# REQUIREMENT
Every line from the one with "repository 123a60c8daf7eeb2" to the one with "the transport's short", including those two, is to be copied exactly; all other lines of the entries below are left out.

§ §

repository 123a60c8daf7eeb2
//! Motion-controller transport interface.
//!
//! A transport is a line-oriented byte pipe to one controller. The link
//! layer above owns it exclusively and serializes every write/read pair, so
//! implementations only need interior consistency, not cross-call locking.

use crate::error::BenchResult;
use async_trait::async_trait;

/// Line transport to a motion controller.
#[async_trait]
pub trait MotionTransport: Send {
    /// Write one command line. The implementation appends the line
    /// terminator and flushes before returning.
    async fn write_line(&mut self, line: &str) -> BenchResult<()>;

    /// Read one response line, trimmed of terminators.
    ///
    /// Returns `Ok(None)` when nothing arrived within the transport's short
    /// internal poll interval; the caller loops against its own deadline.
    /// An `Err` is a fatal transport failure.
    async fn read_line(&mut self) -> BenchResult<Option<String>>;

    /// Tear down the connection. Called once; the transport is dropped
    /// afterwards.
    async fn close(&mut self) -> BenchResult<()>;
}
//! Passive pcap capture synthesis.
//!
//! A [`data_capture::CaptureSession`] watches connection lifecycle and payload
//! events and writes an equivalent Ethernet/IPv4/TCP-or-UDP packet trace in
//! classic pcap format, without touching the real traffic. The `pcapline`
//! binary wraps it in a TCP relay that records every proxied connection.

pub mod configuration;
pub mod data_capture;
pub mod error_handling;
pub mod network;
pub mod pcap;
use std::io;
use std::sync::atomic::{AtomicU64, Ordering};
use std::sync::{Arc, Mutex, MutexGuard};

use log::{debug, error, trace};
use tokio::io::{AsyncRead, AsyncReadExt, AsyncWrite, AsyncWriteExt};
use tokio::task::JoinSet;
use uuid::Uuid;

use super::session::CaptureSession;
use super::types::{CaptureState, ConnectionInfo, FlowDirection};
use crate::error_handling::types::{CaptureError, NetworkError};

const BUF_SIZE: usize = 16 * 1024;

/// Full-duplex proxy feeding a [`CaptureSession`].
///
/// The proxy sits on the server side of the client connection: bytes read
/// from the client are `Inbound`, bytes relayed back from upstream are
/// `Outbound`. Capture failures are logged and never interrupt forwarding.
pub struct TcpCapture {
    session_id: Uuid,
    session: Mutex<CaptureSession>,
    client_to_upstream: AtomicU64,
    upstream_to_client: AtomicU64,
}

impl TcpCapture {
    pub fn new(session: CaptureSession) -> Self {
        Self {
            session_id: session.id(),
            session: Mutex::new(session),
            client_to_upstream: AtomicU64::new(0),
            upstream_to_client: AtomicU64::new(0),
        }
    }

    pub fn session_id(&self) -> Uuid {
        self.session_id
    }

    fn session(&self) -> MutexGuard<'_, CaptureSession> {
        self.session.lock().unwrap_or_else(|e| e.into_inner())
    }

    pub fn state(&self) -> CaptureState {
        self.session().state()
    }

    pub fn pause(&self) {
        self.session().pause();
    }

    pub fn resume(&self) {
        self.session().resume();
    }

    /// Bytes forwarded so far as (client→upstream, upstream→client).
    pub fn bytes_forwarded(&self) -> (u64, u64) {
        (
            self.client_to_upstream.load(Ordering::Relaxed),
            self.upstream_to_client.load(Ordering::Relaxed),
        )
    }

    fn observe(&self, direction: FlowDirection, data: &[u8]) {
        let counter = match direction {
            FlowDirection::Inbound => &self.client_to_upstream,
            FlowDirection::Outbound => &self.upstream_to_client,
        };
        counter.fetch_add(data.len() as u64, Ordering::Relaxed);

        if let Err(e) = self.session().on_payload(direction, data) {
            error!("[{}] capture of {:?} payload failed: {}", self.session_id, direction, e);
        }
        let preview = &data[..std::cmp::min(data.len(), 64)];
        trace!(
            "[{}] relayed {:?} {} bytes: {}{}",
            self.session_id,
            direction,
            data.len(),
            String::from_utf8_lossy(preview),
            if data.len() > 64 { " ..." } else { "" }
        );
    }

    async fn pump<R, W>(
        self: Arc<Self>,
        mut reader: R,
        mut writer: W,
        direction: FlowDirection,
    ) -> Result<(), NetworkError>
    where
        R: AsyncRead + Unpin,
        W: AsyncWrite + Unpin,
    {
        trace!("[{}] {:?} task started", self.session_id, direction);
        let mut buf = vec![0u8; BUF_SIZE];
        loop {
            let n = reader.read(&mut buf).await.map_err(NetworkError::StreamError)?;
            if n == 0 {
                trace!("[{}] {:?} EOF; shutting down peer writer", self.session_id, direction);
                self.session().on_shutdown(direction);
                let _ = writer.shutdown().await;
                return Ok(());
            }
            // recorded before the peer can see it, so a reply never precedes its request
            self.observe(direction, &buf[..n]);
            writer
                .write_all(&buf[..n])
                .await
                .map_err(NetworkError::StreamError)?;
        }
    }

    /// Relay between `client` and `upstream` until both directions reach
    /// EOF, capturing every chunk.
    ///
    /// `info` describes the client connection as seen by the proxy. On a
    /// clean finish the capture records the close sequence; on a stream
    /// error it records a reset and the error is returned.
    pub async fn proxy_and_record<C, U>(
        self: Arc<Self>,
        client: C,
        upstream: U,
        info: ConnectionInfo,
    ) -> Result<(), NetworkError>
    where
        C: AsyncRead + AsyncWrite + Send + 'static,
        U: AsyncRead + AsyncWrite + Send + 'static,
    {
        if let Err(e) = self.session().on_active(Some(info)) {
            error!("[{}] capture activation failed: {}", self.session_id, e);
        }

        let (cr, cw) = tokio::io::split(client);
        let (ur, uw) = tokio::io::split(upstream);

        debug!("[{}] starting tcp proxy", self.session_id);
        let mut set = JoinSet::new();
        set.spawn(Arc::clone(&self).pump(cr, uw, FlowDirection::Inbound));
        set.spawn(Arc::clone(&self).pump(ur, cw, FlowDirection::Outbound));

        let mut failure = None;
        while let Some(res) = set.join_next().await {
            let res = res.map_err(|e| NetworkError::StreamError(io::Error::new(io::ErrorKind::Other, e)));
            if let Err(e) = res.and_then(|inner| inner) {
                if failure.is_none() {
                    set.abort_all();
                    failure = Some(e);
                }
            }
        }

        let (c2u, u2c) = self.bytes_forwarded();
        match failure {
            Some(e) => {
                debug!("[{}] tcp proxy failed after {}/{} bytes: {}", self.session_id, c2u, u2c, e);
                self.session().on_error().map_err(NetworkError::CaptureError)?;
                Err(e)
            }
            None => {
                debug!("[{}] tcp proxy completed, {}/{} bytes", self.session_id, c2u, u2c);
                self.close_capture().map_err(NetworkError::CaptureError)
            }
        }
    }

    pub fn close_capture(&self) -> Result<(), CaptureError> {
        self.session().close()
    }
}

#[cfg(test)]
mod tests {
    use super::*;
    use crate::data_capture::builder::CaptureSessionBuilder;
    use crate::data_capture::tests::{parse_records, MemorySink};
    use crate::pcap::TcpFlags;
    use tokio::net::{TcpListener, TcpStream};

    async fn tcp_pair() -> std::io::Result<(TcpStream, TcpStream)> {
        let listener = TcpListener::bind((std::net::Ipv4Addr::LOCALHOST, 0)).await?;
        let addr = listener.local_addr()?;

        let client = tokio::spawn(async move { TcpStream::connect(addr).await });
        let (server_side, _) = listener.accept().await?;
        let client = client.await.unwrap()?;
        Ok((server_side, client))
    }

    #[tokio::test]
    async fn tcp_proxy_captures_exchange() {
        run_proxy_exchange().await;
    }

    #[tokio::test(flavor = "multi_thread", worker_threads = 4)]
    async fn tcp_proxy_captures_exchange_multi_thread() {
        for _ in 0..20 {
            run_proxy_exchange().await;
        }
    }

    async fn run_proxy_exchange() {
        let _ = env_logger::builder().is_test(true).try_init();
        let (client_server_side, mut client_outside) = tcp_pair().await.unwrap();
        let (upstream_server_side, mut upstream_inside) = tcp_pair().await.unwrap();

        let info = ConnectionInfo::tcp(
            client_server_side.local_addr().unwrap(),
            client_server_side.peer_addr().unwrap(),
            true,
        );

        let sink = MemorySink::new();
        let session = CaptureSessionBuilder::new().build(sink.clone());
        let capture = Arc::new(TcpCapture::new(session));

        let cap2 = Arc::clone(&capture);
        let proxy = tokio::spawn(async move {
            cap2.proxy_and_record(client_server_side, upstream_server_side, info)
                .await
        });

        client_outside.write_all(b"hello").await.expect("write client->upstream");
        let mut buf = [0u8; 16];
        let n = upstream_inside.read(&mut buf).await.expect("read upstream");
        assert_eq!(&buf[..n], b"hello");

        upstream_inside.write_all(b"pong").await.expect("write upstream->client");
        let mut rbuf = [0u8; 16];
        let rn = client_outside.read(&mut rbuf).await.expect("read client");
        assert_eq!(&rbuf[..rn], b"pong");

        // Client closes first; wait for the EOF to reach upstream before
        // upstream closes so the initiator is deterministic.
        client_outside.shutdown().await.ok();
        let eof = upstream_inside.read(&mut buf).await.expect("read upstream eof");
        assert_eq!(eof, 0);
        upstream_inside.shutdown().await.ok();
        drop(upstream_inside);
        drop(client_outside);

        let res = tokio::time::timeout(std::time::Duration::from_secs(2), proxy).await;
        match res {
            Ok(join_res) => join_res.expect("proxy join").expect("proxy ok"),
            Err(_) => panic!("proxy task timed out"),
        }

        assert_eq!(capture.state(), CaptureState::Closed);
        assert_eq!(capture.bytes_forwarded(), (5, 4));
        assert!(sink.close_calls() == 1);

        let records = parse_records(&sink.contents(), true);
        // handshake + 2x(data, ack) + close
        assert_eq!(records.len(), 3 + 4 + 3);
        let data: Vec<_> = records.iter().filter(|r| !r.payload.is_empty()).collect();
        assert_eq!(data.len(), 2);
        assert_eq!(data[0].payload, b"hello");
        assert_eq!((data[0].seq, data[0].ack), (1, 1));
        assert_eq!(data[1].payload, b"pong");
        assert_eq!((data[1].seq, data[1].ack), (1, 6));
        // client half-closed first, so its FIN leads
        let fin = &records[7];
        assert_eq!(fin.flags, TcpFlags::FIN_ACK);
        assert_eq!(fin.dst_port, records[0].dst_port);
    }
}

§ §

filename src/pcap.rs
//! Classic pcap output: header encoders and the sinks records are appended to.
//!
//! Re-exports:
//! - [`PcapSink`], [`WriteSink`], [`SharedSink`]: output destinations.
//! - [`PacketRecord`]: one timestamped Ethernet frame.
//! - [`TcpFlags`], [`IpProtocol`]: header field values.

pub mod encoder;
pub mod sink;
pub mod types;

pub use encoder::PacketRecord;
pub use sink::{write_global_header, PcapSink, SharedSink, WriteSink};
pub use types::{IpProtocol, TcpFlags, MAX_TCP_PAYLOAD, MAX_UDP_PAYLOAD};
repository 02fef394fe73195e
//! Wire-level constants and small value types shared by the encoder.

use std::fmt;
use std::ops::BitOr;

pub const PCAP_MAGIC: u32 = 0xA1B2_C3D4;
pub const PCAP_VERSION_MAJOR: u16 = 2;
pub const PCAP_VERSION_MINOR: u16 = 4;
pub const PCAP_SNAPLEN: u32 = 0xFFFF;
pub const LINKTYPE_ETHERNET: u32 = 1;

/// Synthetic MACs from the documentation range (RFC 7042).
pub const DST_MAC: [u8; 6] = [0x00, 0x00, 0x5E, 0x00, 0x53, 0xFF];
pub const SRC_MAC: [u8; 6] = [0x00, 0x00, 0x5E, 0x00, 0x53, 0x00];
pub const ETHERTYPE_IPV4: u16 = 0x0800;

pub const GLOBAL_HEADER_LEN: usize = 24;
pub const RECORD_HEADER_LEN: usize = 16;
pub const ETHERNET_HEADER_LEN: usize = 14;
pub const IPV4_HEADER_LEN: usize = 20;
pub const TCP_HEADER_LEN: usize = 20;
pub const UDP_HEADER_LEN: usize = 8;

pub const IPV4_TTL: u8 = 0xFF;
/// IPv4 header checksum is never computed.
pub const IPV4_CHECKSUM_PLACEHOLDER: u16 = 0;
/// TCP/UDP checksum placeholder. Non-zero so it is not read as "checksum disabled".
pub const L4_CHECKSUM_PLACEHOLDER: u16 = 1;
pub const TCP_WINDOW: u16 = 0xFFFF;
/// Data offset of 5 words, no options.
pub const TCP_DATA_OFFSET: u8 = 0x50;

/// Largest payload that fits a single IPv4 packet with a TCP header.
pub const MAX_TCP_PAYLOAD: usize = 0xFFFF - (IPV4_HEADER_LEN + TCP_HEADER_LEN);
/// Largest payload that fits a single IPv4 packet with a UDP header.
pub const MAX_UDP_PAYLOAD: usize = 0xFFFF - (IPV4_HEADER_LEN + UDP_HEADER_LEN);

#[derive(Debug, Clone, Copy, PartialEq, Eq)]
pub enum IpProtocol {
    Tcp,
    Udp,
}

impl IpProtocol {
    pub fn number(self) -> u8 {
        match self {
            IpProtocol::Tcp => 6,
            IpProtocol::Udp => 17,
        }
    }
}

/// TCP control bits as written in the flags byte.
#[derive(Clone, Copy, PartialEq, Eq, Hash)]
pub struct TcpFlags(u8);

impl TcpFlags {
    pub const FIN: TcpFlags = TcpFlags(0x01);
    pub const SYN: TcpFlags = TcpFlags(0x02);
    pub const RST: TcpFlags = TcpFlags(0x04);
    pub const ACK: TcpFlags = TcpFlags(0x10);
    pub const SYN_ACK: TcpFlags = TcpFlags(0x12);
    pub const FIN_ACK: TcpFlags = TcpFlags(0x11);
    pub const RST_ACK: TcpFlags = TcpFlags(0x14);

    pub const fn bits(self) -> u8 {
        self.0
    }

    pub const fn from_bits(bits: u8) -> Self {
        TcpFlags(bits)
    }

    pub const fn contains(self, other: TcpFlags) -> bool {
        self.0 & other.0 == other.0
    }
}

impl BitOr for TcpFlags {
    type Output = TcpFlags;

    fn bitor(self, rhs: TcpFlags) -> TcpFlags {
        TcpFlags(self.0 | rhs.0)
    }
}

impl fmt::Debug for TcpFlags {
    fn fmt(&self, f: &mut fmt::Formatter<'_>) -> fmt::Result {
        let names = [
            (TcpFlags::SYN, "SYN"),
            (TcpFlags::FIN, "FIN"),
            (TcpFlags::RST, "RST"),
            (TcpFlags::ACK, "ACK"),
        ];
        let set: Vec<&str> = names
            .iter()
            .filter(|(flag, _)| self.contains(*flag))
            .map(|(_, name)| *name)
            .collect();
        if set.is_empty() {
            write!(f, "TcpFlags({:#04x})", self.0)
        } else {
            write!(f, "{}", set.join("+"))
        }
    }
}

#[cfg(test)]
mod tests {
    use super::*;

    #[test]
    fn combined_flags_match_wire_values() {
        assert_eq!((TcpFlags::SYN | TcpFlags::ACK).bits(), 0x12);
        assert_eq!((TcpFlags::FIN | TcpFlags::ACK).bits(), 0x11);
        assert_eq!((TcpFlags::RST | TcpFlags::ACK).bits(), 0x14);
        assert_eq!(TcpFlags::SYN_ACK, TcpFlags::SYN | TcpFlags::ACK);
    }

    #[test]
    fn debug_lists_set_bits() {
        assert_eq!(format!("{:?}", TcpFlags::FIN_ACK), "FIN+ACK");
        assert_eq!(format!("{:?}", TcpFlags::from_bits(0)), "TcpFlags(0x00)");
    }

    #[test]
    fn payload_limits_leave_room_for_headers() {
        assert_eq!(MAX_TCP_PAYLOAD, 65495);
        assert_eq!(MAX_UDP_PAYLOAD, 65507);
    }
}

§ §

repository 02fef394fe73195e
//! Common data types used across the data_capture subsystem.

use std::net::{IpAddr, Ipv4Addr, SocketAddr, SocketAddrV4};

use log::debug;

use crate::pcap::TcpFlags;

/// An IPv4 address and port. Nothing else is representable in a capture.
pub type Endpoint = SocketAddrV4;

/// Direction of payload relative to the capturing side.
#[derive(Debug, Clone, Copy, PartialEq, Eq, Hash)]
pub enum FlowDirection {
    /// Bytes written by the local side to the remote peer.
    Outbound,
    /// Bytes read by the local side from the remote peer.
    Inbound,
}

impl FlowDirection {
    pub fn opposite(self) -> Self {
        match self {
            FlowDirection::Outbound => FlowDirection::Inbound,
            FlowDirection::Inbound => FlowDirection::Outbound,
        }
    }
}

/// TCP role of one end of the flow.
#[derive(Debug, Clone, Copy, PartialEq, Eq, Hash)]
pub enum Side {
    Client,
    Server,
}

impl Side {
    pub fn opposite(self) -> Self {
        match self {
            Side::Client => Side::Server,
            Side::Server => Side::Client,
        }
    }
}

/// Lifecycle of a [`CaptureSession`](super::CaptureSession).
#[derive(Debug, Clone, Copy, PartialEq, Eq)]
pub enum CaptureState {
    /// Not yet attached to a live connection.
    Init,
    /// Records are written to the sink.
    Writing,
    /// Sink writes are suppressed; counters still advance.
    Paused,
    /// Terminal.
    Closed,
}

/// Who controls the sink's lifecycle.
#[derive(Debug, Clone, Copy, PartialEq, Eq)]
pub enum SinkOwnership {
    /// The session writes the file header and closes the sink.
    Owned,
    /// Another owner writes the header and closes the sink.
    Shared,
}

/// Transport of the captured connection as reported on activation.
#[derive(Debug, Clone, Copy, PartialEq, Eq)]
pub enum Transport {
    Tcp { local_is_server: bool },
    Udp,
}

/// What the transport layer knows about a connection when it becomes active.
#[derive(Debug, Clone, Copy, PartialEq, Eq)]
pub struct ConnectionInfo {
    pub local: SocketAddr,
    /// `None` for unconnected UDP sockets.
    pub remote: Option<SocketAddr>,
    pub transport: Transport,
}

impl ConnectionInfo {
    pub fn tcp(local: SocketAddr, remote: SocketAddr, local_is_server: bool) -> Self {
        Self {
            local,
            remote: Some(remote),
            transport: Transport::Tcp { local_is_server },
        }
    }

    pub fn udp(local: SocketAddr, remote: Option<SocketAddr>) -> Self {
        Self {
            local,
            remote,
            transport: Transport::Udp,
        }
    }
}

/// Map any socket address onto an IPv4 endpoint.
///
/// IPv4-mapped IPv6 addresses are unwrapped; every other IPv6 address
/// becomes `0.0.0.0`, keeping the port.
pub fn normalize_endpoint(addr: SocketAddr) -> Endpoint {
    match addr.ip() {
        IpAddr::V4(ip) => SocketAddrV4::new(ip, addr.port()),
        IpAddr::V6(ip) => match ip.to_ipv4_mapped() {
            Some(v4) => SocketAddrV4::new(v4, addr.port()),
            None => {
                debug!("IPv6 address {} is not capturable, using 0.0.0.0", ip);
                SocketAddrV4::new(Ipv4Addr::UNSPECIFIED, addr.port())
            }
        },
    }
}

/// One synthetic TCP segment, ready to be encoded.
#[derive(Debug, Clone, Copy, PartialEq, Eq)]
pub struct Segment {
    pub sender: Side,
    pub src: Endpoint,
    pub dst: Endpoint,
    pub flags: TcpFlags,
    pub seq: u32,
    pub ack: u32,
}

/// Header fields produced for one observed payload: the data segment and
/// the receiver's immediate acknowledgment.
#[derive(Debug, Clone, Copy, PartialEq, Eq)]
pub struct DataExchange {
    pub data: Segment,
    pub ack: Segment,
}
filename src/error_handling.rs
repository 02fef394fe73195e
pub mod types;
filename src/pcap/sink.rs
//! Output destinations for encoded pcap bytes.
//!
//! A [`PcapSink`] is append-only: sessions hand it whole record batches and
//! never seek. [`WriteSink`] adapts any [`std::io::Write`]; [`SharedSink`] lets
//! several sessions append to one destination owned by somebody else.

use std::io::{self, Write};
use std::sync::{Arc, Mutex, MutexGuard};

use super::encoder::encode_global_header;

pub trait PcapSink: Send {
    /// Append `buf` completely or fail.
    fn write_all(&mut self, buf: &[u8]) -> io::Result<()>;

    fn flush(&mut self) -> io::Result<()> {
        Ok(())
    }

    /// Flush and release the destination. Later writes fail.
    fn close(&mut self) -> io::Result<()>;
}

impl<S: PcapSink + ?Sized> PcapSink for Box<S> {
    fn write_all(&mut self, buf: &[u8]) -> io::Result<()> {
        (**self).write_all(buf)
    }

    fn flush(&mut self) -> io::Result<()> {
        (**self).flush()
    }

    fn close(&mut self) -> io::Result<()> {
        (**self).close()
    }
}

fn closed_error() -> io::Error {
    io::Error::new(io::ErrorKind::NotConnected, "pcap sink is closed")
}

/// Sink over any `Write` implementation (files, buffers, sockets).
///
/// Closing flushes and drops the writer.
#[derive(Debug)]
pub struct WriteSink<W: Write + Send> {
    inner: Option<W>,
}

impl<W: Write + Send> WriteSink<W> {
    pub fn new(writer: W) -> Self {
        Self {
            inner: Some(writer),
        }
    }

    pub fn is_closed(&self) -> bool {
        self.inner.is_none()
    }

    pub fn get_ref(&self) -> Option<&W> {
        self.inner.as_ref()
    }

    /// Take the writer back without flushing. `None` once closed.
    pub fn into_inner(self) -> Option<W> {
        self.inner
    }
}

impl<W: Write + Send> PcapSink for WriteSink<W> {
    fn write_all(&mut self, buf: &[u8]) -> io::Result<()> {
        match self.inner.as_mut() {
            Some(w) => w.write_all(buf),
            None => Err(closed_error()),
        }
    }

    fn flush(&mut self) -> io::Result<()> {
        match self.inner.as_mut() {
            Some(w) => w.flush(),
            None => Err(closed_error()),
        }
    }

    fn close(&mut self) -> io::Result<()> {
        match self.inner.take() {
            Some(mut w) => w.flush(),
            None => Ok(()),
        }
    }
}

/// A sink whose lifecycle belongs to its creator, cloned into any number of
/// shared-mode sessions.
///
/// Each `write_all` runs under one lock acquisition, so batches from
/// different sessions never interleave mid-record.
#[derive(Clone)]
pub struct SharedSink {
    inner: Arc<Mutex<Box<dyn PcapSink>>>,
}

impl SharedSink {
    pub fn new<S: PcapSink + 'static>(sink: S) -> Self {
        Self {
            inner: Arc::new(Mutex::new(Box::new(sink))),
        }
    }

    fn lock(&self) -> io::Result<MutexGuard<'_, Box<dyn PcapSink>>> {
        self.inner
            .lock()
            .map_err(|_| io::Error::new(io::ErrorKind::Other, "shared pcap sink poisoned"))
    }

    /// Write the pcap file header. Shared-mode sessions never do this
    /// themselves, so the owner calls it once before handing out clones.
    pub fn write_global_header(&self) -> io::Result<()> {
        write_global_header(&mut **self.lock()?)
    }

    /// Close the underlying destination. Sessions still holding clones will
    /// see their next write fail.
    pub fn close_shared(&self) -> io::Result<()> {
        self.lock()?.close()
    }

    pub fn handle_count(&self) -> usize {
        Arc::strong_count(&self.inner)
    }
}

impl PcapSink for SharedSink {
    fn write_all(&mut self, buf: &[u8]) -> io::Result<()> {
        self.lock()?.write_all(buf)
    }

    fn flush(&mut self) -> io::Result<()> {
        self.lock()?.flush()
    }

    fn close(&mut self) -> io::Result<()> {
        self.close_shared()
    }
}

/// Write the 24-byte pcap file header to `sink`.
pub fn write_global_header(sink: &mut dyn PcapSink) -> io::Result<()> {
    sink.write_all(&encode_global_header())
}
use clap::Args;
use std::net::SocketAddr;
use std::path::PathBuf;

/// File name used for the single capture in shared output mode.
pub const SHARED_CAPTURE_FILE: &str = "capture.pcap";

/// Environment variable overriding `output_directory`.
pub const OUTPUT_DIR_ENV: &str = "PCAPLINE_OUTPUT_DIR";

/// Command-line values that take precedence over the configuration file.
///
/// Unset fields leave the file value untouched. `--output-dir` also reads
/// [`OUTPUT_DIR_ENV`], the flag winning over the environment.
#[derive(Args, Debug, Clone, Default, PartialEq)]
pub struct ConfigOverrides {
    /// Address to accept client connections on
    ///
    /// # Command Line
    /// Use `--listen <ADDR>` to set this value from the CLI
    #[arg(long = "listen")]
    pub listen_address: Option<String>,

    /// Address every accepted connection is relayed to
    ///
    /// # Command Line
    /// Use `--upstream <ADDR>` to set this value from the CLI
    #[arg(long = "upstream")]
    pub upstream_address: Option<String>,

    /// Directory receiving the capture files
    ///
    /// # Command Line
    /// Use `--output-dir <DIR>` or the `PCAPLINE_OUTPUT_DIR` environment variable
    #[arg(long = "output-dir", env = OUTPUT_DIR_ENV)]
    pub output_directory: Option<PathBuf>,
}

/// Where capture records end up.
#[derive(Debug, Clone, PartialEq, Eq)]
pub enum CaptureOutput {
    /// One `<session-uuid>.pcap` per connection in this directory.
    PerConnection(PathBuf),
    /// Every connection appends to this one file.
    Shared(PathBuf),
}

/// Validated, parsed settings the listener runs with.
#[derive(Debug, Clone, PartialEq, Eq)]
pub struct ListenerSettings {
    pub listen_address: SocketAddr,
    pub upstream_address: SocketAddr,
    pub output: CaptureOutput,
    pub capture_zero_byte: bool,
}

§ §

# ANSWER TO THIS PROBLEM
repository 123a60c8daf7eeb2
//! Motion-controller transport interface.
//!
//! A transport is a line-oriented byte pipe to one controller. The link
//! layer above owns it exclusively and serializes every write/read pair, so
//! implementations only need interior consistency, not cross-call locking.

use crate::error::BenchResult;
use async_trait::async_trait;

/// Line transport to a motion controller.
#[async_trait]
pub trait MotionTransport: Send {
    /// Write one command line. The implementation appends the line
    /// terminator and flushes before returning.
    async fn write_line(&mut self, line: &str) -> BenchResult<()>;

    /// Read one response line, trimmed of terminators.
    ///
    /// Returns `Ok(None)` when nothing arrived within the transport's short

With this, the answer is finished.